Bartter syndrome type II is an autosomal recessive renal tubulopathy caused by biallelic mutations in the ROMK channel gene, KCNJ1, leading to impaired potassium recycling and secondary Na–K–2Cl cotransporter dysfunction in the thick ascending limb of Henle’s loop. Clinically, patients present with polyuria, hypokalemic metabolic alkalosis, hyperreninemic hyperaldosteronism, and nephrocalcinosis, often accompanied by hypercalciuria and growth delay. Although classically neonatal, late-onset and atypical presentations without overt alkalosis have been documented (PMID:32590952).

Genetic evidence includes at least 15 unrelated probands harboring pathogenic KCNJ1 variants: five single‐patient case reports of neonatal or late‐onset presentations and two multi‐patient cohorts comprising five Chinese probands (PMID:33058840) and five Italian patients followed longitudinally (PMID:20219833). Variants are inherited in trans (compound heterozygous) or homozygous states, and include missense, frameshift, and nonsense alleles across exons encoding pore, transmembrane, and cytosolic regions.

Segregation analysis in a multiplex kindred revealed three affected siblings with compound heterozygous S219R/L220F changes, confirming autosomal recessive inheritance with two additional affected relatives (PMID:24400161). The variant c.272C>T (p.Pro91Leu) exemplifies a recurrent missense change affecting channel conductance, reported in a premature infant with transient neonatal hyponatremia and persistent polyuria (PMID:32590952).

Functional assays have robustly demonstrated that KCNJ1 mutations reduce ROMK current amplitude and surface expression. Patch‐clamp recordings of variants V72E, D108H, P110L and others show <10% of wild-type currents (PMID:9015377), while ER‐associated degradation of misfolded alleles is implicated by stabilization upon proteasome inhibition in yeast and HEK293 models (PMID:28630040). Romk1 knockout mice exhibit impaired K⁺ excretion, underscoring in vivo relevance (PMID:26728465).

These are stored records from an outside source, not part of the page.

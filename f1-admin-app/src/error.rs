use f1_admin_client::{ApiError, StatusCode};
use f1_admin_model::ValidationError;
use thiserror::Error;

use crate::notification::NotificationKind;

pub const NETWORK_ERROR_MESSAGE: &str = "Network error. Please check your connection and try again.";

#[derive(Error, Debug)]
pub enum RefreshError {
    #[error("Failed to fetch participations: {}", .0.as_u16())]
    Status(StatusCode),
    #[error("{0}")]
    Api(#[from] ApiError),
}

#[derive(Error, Debug)]
pub enum AssignmentError {
    #[error("{0}")]
    Validation(#[from] ValidationError),
    #[error("This driver is already assigned to this Grand Prix")]
    Conflict,
    #[error("The selected driver or Grand Prix no longer exists. Please select again.")]
    InvalidSelection { detail: String },
    #[error("Failed to assign driver: {0}")]
    Failed(ApiError),
    /// The backend accepted the request but neither its answer nor the
    /// refreshed list shows the new participation.
    #[error("The assignment could not be confirmed: {0}")]
    Unconfirmed(ApiError),
    #[error("{}", NETWORK_ERROR_MESSAGE)]
    Network(ApiError),
}

impl AssignmentError {
    /// Sorts a failed `POST /participation` into the outcome shown to the user.
    #[must_use]
    pub fn classify(error: ApiError) -> Self {
        if error.is_transport() {
            return Self::Network(error);
        }
        if let Some(body) = error.body() {
            if body.to_ascii_lowercase().contains("foreign key") {
                return Self::InvalidSelection {
                    detail: body.to_owned(),
                };
            }
        }
        if error.status() == Some(StatusCode::CONFLICT) {
            return Self::Conflict;
        }
        Self::Failed(error)
    }

    #[must_use]
    pub const fn kind(&self) -> NotificationKind {
        match self {
            Self::Validation(_) => NotificationKind::Validation,
            Self::Conflict => NotificationKind::Conflict,
            Self::InvalidSelection { .. } => NotificationKind::InvalidSelection,
            Self::Failed(_) | Self::Unconfirmed(_) | Self::Network(_) => {
                NotificationKind::Failure
            }
        }
    }

    #[must_use]
    pub const fn title(&self) -> &'static str {
        match self {
            Self::Validation(_) => "Incomplete selection",
            Self::Conflict => "Already assigned",
            Self::InvalidSelection { .. } => "Invalid selection",
            Self::Failed(_) => "Assignment failed",
            Self::Unconfirmed(_) => "Assignment unconfirmed",
            Self::Network(_) => "Network error",
        }
    }
}

#[derive(Error, Debug)]
pub enum DashboardError {
    #[error("Failed to load dashboard data: {}", .failures.join("; "))]
    AllSectionsFailed { failures: Vec<String> },
}

#[derive(Error, Debug)]
pub enum WorkflowError {
    #[error("{0}")]
    Validation(#[from] ValidationError),
    #[error("{0}")]
    Api(#[from] ApiError),
}

impl WorkflowError {
    /// The text a form shows for this error.
    #[must_use]
    pub fn user_message(&self) -> String {
        match self {
            Self::Api(error) if error.is_transport() => NETWORK_ERROR_MESSAGE.to_owned(),
            other => other.to_string(),
        }
    }
}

Phenotypic variability spans antenatal polyhydramnios and prematurity to adult‐onset hypokalemia with or without metabolic alkalosis. Nephrocalcinosis and hypercalciuria are consistent hallmarks, whereas acid–base disturbance may be absent in up to 40% of patients. Genotype–phenotype correlations remain incomplete but LoF alleles correlate with more severe antenatal presentations.

Collectively, extensive independent case reports, segregation in multiple families, and concordant functional data support a Definitive gene–disease association. Genetic testing for KCNJ1 variants is recommended in patients with unexplained hypokalemic alkalosis or isolated nephrocalcinosis, guiding diagnosis, management, and genetic counseling.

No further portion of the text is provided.